- Developer: tinyBuild
- Publisher: tinyBuild
- Designers: Tom Brien; Alex Nichiporchik;
- Composer: Edgar Plotnieks
- Engine: Adobe Flash (Legacy) Unity (Remastered)
- Platforms: Linux; Microsoft Windows; OS X; Xbox One; PlayStation 4;
- Release: Windows, OS X, LinuxWW: August 15, 2011; Remastered:Windows, OS X, LinuxWW: July 17, 2015; Xbox OneWW: July 17, 2015; PlayStation 4WW: March 29, 2016;
- Genre: Platform
- Mode: Single-player

= No Time to Explain =

2011 video game

No Time to Explain is a platform game developed and published by tinyBuild. Designed by Tom Brien and Alex Nichiporchik, it is the successor to Brien's browser game, released on January 6, 2011. No Time to Explain has been released on Linux, Microsoft Windows, and OS X. A remastered version of the game, No Time to Explain Remastered, was released for Linux, Microsoft Windows, OS X, PlayStation 4, and Xbox One. A Wii U version was planned, but never released.

== Plot ==
The game follows an unnamed male protagonist as he chases his future self, who has been captured, through time for an unknown reason. Central to the game is a powerful laser gun received from the Future Protagonist that can be used as both a weapon and a means of propulsion. A running gag is that, just as a character is about to explain what's going on, they are interrupted, keeping the protagonist - and the player - in the dark.

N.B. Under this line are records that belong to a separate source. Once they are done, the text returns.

//! Per-connection sessions
//!
//! Each connection runs in its own task: a writer draining an outbound frame
//! queue and a reader that performs the open handshake, classifies the peer,
//! and turns inbound frames into control plane events.

use crate::frame::{Frame, FrameReader, FrameWriter, LinkRole};
use crate::peer::{LinkSender, Management, RemoteBroker, RemoteRouter};
use crate::{LinkError, Result};
use agent_api::message::{MANAGEMENT_ADDRESS, SUBJECT_ROUTERS};
use agent_api::peer::PRODUCT_AGENT;
use agent_api::{ConnectionProperties, PeerRole};
use agent_core::{AgentEvent, ConnectionId, EventSender, Peer};
use std::collections::HashSet;
use std::sync::atomic::{AtomicU64, Ordering};
use std::sync::Arc;
use tokio::io::{AsyncRead, AsyncWrite, BufReader};
use tokio::sync::mpsc;
use tracing::{debug, info, warn};

/// Queue of frames to be written to one connection
#[derive(Clone, Debug)]
pub struct Outbound {
    tx: mpsc::UnboundedSender<Frame>,
}

impl Outbound {
    pub fn channel() -> (Self, mpsc::UnboundedReceiver<Frame>) {
        let (tx, rx) = mpsc::unbounded_channel();
        (Self { tx }, rx)
    }

    pub fn send(&self, frame: Frame) -> Result<()> {
        self.tx.send(frame).map_err(|_| LinkError::Closed)
    }
}

/// Process-wide connection id allocator, shared by the listener and the dialer
#[derive(Clone, Debug, Default)]
pub struct ConnectionIds(Arc<AtomicU64>);

impl ConnectionIds {
    pub fn next(&self) -> ConnectionId {
        ConnectionId(self.0.fetch_add(1, Ordering::SeqCst) + 1)
    }
}

/// Local end of every connection: who we are and where events go
#[derive(Clone, Debug)]
pub struct Endpoint {
    container_id: String,
    events: EventSender,
    ids: ConnectionIds,
}

impl Endpoint {
    pub fn new(container_id: impl Into<String>, events: EventSender, ids: ConnectionIds) -> Self {
        Self {
            container_id: container_id.into(),
            events,
            ids,
        }
    }

    pub fn container_id(&self) -> &str {
        &self.container_id
    }

    /// Start serving a connection. `links` are attached right after our open.
    pub fn spawn<S>(&self, stream: S, links: Vec<Frame>) -> (ConnectionId, Outbound)
    where
        S: AsyncRead + AsyncWrite + Send + Unpin + 'static,
    {
        let connection = self.ids.next();
        let (outbound, mut queue) = Outbound::channel();
        let (reader, writer) = tokio::io::split(stream);

        tokio::spawn(async move {
            let mut writer = FrameWriter::new(writer);
            while let Some(frame) = queue.recv().await {
                let closing = matches!(frame, Frame::Close { .. });
                if let Err(e) = writer.write_frame(&frame).await {
                    debug!("{} write failed: {}", connection, e);
                    break;
                }
                if closing {
                    break;
                }
            }
            if let Err(e) = writer.shutdown().await {
                debug!("{} shutdown failed: {}", connection, e);
            }
        });

        let endpoint = self.clone();
        let session_outbound = outbound.clone();
        tokio::spawn(async move {
            let reader = FrameReader::new(BufReader::new(reader));
            if let Err(e) = endpoint.run(connection, reader, session_outbound, links).await {
                warn!("{} terminated: {}", connection, e);
            }
        });

        (connection, outbound)
    }

    async fn run<R>(
        &self,
        connection: ConnectionId,
        mut reader: FrameReader<R>,
        outbound: Outbound,
        links: Vec<Frame>,
    ) -> Result<()>
    where
        R: tokio::io::AsyncBufRead + Unpin,
    {
        outbound.send(Frame::Open {
            container_id: self.container_id.clone(),
            properties: ConnectionProperties::with_product(PRODUCT_AGENT),
        })?;

        let (container_id, properties) = match reader.next_frame().await? {
            Some(Frame::Open {
                container_id,
                properties,
            }) => (container_id, properties),
            Some(other) => {
                return Err(LinkError::Protocol(format!("expected open, got {}", other.kind())));
            }
            None => return Ok(()),
        };

        let mut session = Session::open(connection, container_id, &properties, outbound, self.events.clone());
        for link in links {
            if let Err(e) = session.attach_local(link) {
                debug!("{} closed before attach: {}", connection, e);
            }
        }

        let result = loop {
            match reader.next_frame().await {
                Ok(Some(frame)) => {
                    if !session.on_frame(frame) {
                        break Ok(());
                    }
                }
                Ok(None) => break Ok(()),
                Err(e) => break Err(e),
            }
        };
        session.closed();
        result
    }
}

/// State of one opened connection
struct Session {
    connection: ConnectionId,
    container_id: String,
    role: PeerRole,
    outbound: Outbound,
    events: EventSender,
    management: Option<Arc<Management>>,
    local_links: HashSet<String>,
    subscriber_links: HashSet<String>,
    client_links: HashSet<String>,
}

impl Session {
    /// Classify the peer and announce it to the control plane
    fn open(
        connection: ConnectionId,
        container_id: String,
        properties: &ConnectionProperties,
        outbound: Outbound,
        events: EventSender,
    ) -> Self {
        let role = PeerRole::from_properties(properties);
        info!("{} opened by {} as {:?}", connection, container_id, role);

        let mut session = Self {
            connection,
            container_id: container_id.clone(),
            role,
            outbound: outbound.clone(),
            events,
            management: None,
            local_links: HashSet::new(),
            subscriber_links: HashSet::new(),
            client_links: HashSet::new(),
        };

        let peer = match role {
            PeerRole::Router | PeerRole::Broker => {
                let management = Arc::new(Management::new(container_id.clone(), connection, outbound));
                session.management = Some(management.clone());
                if let Err(e) = session.attach_local(Management::attach_frame()) {
                    debug!("{} closed before management attach: {}", connection, e);
                }
                if role == PeerRole::Router {
                    Peer::Router(Arc::new(RemoteRouter::new(management)))
                } else {
                    Peer::Broker(Arc::new(RemoteBroker::new(management)))
                }
            }
            PeerRole::Federation => Peer::Federation,
            PeerRole::Client => Peer::Client,
        };

        session.emit(AgentEvent::PeerOpened {
            connection,
            container_id,
            peer,
        });
        session
    }

    fn attach_local(&mut self, frame: Frame) -> Result<()> {
        if let Frame::Attach { link, .. } = &frame {
            self.local_links.insert(link.clone());
        }
        self.outbound.send(frame)
    }

    fn emit(&self, event: AgentEvent) {
        if self.events.send(event).is_err() {
            debug!("control plane gone, dropping event from {}", self.connection);
        }
    }

    fn reply(&self, frame: Frame) {
        let kind = frame.kind();
        if self.outbound.send(frame).is_err() {
            debug!("{} already closed, dropping {}", self.connection, kind);
        }
    }

    /// Returns false once the connection should be torn down
    fn on_frame(&mut self, frame: Frame) -> bool {
        match frame {
            Frame::Open { .. } => {
                warn!("{} sent a second open", self.container_id);
            }
            Frame::Attach {
                link,
                role,
                source,
                target,
            } => self.on_attach(link, role, source, target),
            Frame::Detach { link } => self.on_detach(link),
            Frame::Transfer { link, message } => {
                if link == MANAGEMENT_ADDRESS {
                    if let Some(management) = &self.management {
                        self.on_management_response(management.clone(), message);
                        return true;
                    }
                }
                self.emit(AgentEvent::MessageReceived {
                    connection: self.connection,
                    message,
                });
            }
            Frame::Close { error } => {
                match error {
                    Some(e) => warn!("{} closed with error: {}", self.container_id, e),
                    None => debug!("{} closed", self.container_id),
                }
                return false;
            }
        }
        true
    }

    fn on_attach(&mut self, link: String, role: LinkRole, source: Option<String>, target: Option<String>) {
        if self.local_links.contains(&link) {
            // peer accepted one of our links
            if link == MANAGEMENT_ADDRESS && self.role == PeerRole::Router {
                self.emit(AgentEvent::Router {
                    connection: self.connection,
                    event: agent_core::RouterEvent::Ready,
                });
            }
            return;
        }

        match (role, source.as_deref()) {
            (LinkRole::Receiver, Some(SUBJECT_ROUTERS)) => {
                let echo = Frame::Attach {
                    link: link.clone(),
                    role: LinkRole::Sender,
                    source: source.clone(),
                    target: None,
                };
                if self.outbound.send(echo).is_err() {
                    return;
                }
                self.subscriber_links.insert(link.clone());
                let sender = LinkSender::new(self.container_id.clone(), link, self.outbound.clone());
                self.emit(AgentEvent::SubscriberAttached {
                    connection: self.connection,
                    sender: Arc::new(sender),
                });
            }
            (LinkRole::Receiver, None) => {
                // dynamic source: the control plane assigns the address
                self.client_links.insert(link.clone());
                let sender = LinkSender::new(self.container_id.clone(), link, self.outbound.clone());
                self.emit(AgentEvent::ClientAttached {
                    connection: self.connection,
                    sender: Arc::new(sender),
                });
            }
            (LinkRole::Receiver, Some(other)) => {
                info!("{} attached to unknown source {}", self.container_id, other);
                self.reply(Frame::Detach { link });
            }
            (LinkRole::Sender, _) => {
                debug!("{} sending on {} to {:?}", self.container_id, link, target);
                self.reply(Frame::Attach {
                    link,
                    role: role.opposite(),
                    source: source.clone(),
                    target,
                });
            }
        }
    }

    fn on_detach(&mut self, link: String) {
        if self.subscriber_links.remove(&link) {
            self.emit(AgentEvent::SubscriberDetached {
                connection: self.connection,
            });
        } else if self.client_links.remove(&link) {
            self.emit(AgentEvent::ClientDetached {
                connection: self.connection,
            });
        }
    }

    fn on_management_response(&self, management: Arc<Management>, message: agent_api::Message) {
        let Some((pending, response)) = management.complete(message) else {
            return;
        };
        let event = match self.role {
            PeerRole::Router => AgentEvent::Router {
                connection: self.connection,
                event: pending.router_event(response),
            },
            PeerRole::Broker => AgentEvent::Broker {
                connection: self.connection,
                event: pending.broker_event(response),
            },
            _ => return,
        };
        self.emit(event);
    }

    fn closed(&self) {
        info!("{} from {} closed", self.connection, self.container_id);
        self.emit(AgentEvent::PeerClosed {
            connection: self.connection,
        });
    }
}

The plot contains elements of time travel, the time paradox effect, and alternate time-lines. As the game continues, the characters and worlds get increasingly more absurd, including a world made entirely of desserts and a blank world that must be painted with "ink" (via the gun) to traverse. The player will also control several alternate versions of the protagonists, such as the football helmet wearing "Most Popular Guy in the World," who uses his shotgun to propel himself over large distances.

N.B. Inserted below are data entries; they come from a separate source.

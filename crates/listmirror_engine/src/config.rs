//! Configuration for the mirror engine.

use crate::error::{MirrorError, MirrorResult};
use listmirror_protocol::xrpc::MAX_PAGE_SIZE;
use listmirror_protocol::ListHandle;
use std::time::Duration;

/// Description written on a mirror list created by the engine.
pub const DEFAULT_MIRROR_DESCRIPTION: &str = "Auto-synced verified account modlist";

/// What to do when more than one owned list matches the mirror name.
#[derive(Debug, Clone, Copy, PartialEq, Eq, Default)]
pub enum DuplicateMirrorPolicy {
    /// Use the first match in enumeration order and log the others.
    #[default]
    FirstMatch,
    /// Refuse to pick and fail resolution.
    Fail,
}

/// Configuration for a reconciliation run.
#[derive(Debug, Clone)]
pub struct MirrorConfig {
    /// The list whose membership is mirrored.
    pub source_list: ListHandle,
    /// Name of the mirror moderation list.
    pub mirror_name: String,
    /// Description used when the mirror has to be created.
    pub mirror_description: String,
    /// Items requested per page on paginated reads.
    pub page_size: u32,
    /// Mutations issued concurrently per batch.
    pub batch_size: usize,
    /// Pause between batches.
    pub batch_pause: Duration,
    /// Throttle handling.
    pub throttle: ThrottlePolicy,
    /// Tie-break for ambiguous mirror names.
    pub duplicate_policy: DuplicateMirrorPolicy,
    /// Compute and report the diff without mutating anything.
    pub dry_run: bool,
}

impl MirrorConfig {
    /// Creates a configuration with default tuning.
    pub fn new(source_list: ListHandle, mirror_name: impl Into<String>) -> Self {
        Self {
            source_list,
            mirror_name: mirror_name.into(),
            mirror_description: DEFAULT_MIRROR_DESCRIPTION.to_string(),
            page_size: MAX_PAGE_SIZE,
            batch_size: 10,
            batch_pause: Duration::from_secs(1),
            throttle: ThrottlePolicy::default(),
            duplicate_policy: DuplicateMirrorPolicy::default(),
            dry_run: false,
        }
    }

    /// Sets the description used when creating the mirror.
    pub fn with_mirror_description(mut self, description: impl Into<String>) -> Self {
        self.mirror_description = description.into();
        self
    }

    /// Sets the page size for paginated reads.
    pub fn with_page_size(mut self, size: u32) -> Self {
        self.page_size = size;
        self
    }

    /// Sets the number of mutations per batch.
    pub fn with_batch_size(mut self, size: usize) -> Self {
        self.batch_size = size;
        self
    }

    /// Sets the pause between batches.
    pub fn with_batch_pause(mut self, pause: Duration) -> Self {
        self.batch_pause = pause;
        self
    }

    /// Sets the throttle policy.
    pub fn with_throttle(mut self, throttle: ThrottlePolicy) -> Self {
        self.throttle = throttle;
        self
    }

    /// Sets the tie-break for ambiguous mirror names.
    pub fn with_duplicate_policy(mut self, policy: DuplicateMirrorPolicy) -> Self {
        self.duplicate_policy = policy;
        self
    }

    /// Enables or disables dry-run mode.
    pub fn with_dry_run(mut self, dry_run: bool) -> Self {
        self.dry_run = dry_run;
        self
    }

    /// Checks the configuration is usable.
    pub fn validate(&self) -> MirrorResult<()> {
        if self.mirror_name.trim().is_empty() {
            return Err(MirrorError::Config("mirror name must not be empty".into()));
        }
        if self.page_size == 0 || self.page_size > MAX_PAGE_SIZE {
            return Err(MirrorError::Config(format!(
                "page size must be between 1 and {MAX_PAGE_SIZE}, got {}",
                self.page_size
            )));
        }
        if self.batch_size == 0 {
            return Err(MirrorError::Config("batch size must be at least 1".into()));
        }
        if self.throttle.max_consecutive == 0 {
            return Err(MirrorError::Config(
                "throttle limit must allow at least one attempt".into(),
            ));
        }
        Ok(())
    }
}

/// How rate-limited calls are retried.
#[derive(Debug, Clone, PartialEq, Eq)]
pub struct ThrottlePolicy {
    /// Consecutive rate-limited responses that end the run.
    pub max_consecutive: u32,
    /// Fixed wait before retrying a rate-limited call.
    pub backoff: Duration,
}

impl ThrottlePolicy {
    /// Creates a policy.
    pub fn new(max_consecutive: u32, backoff: Duration) -> Self {
        Self {
            max_consecutive,
            backoff,
        }
    }

    /// A policy that retries without waiting.
    pub fn no_wait(max_consecutive: u32) -> Self {
        Self::new(max_consecutive, Duration::ZERO)
    }
}

impl Default for ThrottlePolicy {
    fn default() -> Self {
        Self::new(3, Duration::from_secs(60))
    }
}

#[cfg(test)]
mod tests {
    use super::*;

    fn source() -> ListHandle {
        ListHandle::parse("at://did:plc:k3lft27u2pjqp2ptidkne7xr/app.bsky.graph.list/3lngcmewutk2z")
            .unwrap()
    }

    #[test]
    fn mirror_config_defaults() {
        let config = MirrorConfig::new(source(), "Verified Accounts (modlist)");
        assert_eq!(config.page_size, 100);
        assert_eq!(config.batch_size, 10);
        assert_eq!(config.throttle.max_consecutive, 3);
        assert_eq!(config.mirror_description, DEFAULT_MIRROR_DESCRIPTION);
        assert_eq!(config.duplicate_policy, DuplicateMirrorPolicy::FirstMatch);
        assert!(!config.dry_run);
        assert!(config.validate().is_ok());
    }

    #[test]
    fn mirror_config_builder() {
        let config = MirrorConfig::new(source(), "Mirror")
            .with_page_size(50)
            .with_batch_size(25)
            .with_batch_pause(Duration::from_millis(200))
            .with_throttle(ThrottlePolicy::no_wait(5))
            .with_duplicate_policy(DuplicateMirrorPolicy::Fail)
            .with_dry_run(true);

        assert_eq!(config.page_size, 50);
        assert_eq!(config.batch_size, 25);
        assert_eq!(config.batch_pause, Duration::from_millis(200));
        assert_eq!(config.throttle, ThrottlePolicy::new(5, Duration::ZERO));
        assert_eq!(config.duplicate_policy, DuplicateMirrorPolicy::Fail);
        assert!(config.dry_run);
    }

    #[test]
    fn validation_rejects_bad_values() {
        assert!(MirrorConfig::new(source(), "  ").validate().is_err());
        assert!(MirrorConfig::new(source(), "m").with_page_size(0).validate().is_err());
        assert!(MirrorConfig::new(source(), "m").with_page_size(101).validate().is_err());
        assert!(MirrorConfig::new(source(), "m").with_batch_size(0).validate().is_err());
        assert!(MirrorConfig::new(source(), "m")
            .with_throttle(ThrottlePolicy::no_wait(0))
            .validate()
            .is_err());
    }
}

Eventually, the culprit behind the attacks is discovered: the protagonist's evil twin, who was released by accident while the protagonist was chasing his abducted selves. Once all the levels are completed, a round table of protagonists convenes to come up with a plan. The group misunderstands a brainstorm from the original protagonist and graft him and The Most Popular Guy in the World together into a composite being, giving the player the ability to use both types of guns. The plan somehow works, but moments before defeat, the evil twin goes back to the beginning of the game with Composite Guy in pursuit. The original protagonist is killed after the twin steals the laser gun, and the twin is then pushed into the attacking monster he released.

== Gameplay ==
The game is a 2D side-scroller, with most of the levels involving various means of propulsion. The main method is a laser gun worn as a jetpack that shoots a laser beam with a time limit. Many variations on this, such as a shotgun that launches the player at a great distance, or a slingshot effect that flings the player from wall to wall, are used at different levels.

== Development ==
No Time to Explain is a browser game created by Tom Brien and released on Newgrounds on January 6, 2011. After the success of No Time to Explain, Brien teamed up with Alex Nichiporchik to start work on a full version of the game.

Development on No Time to Explain began in February 2011. The game was initially announced for PC and Mac, and was released for Windows, Mac and Linux in August 2011, and on Steam in January 2013. The game differs from the original Flash game as the level design is not hand drawn but made out of digital textures. On April 11, 2011, tinyBuild announced that they opened a Kickstarter account to collect funds to help support the project. In less than 24 hours, the $7,000 goal was met. The Kickstarter page has helped raised over $26,000 for the project with a notable contribution of $2,000 from Minecraft creator Markus Persson.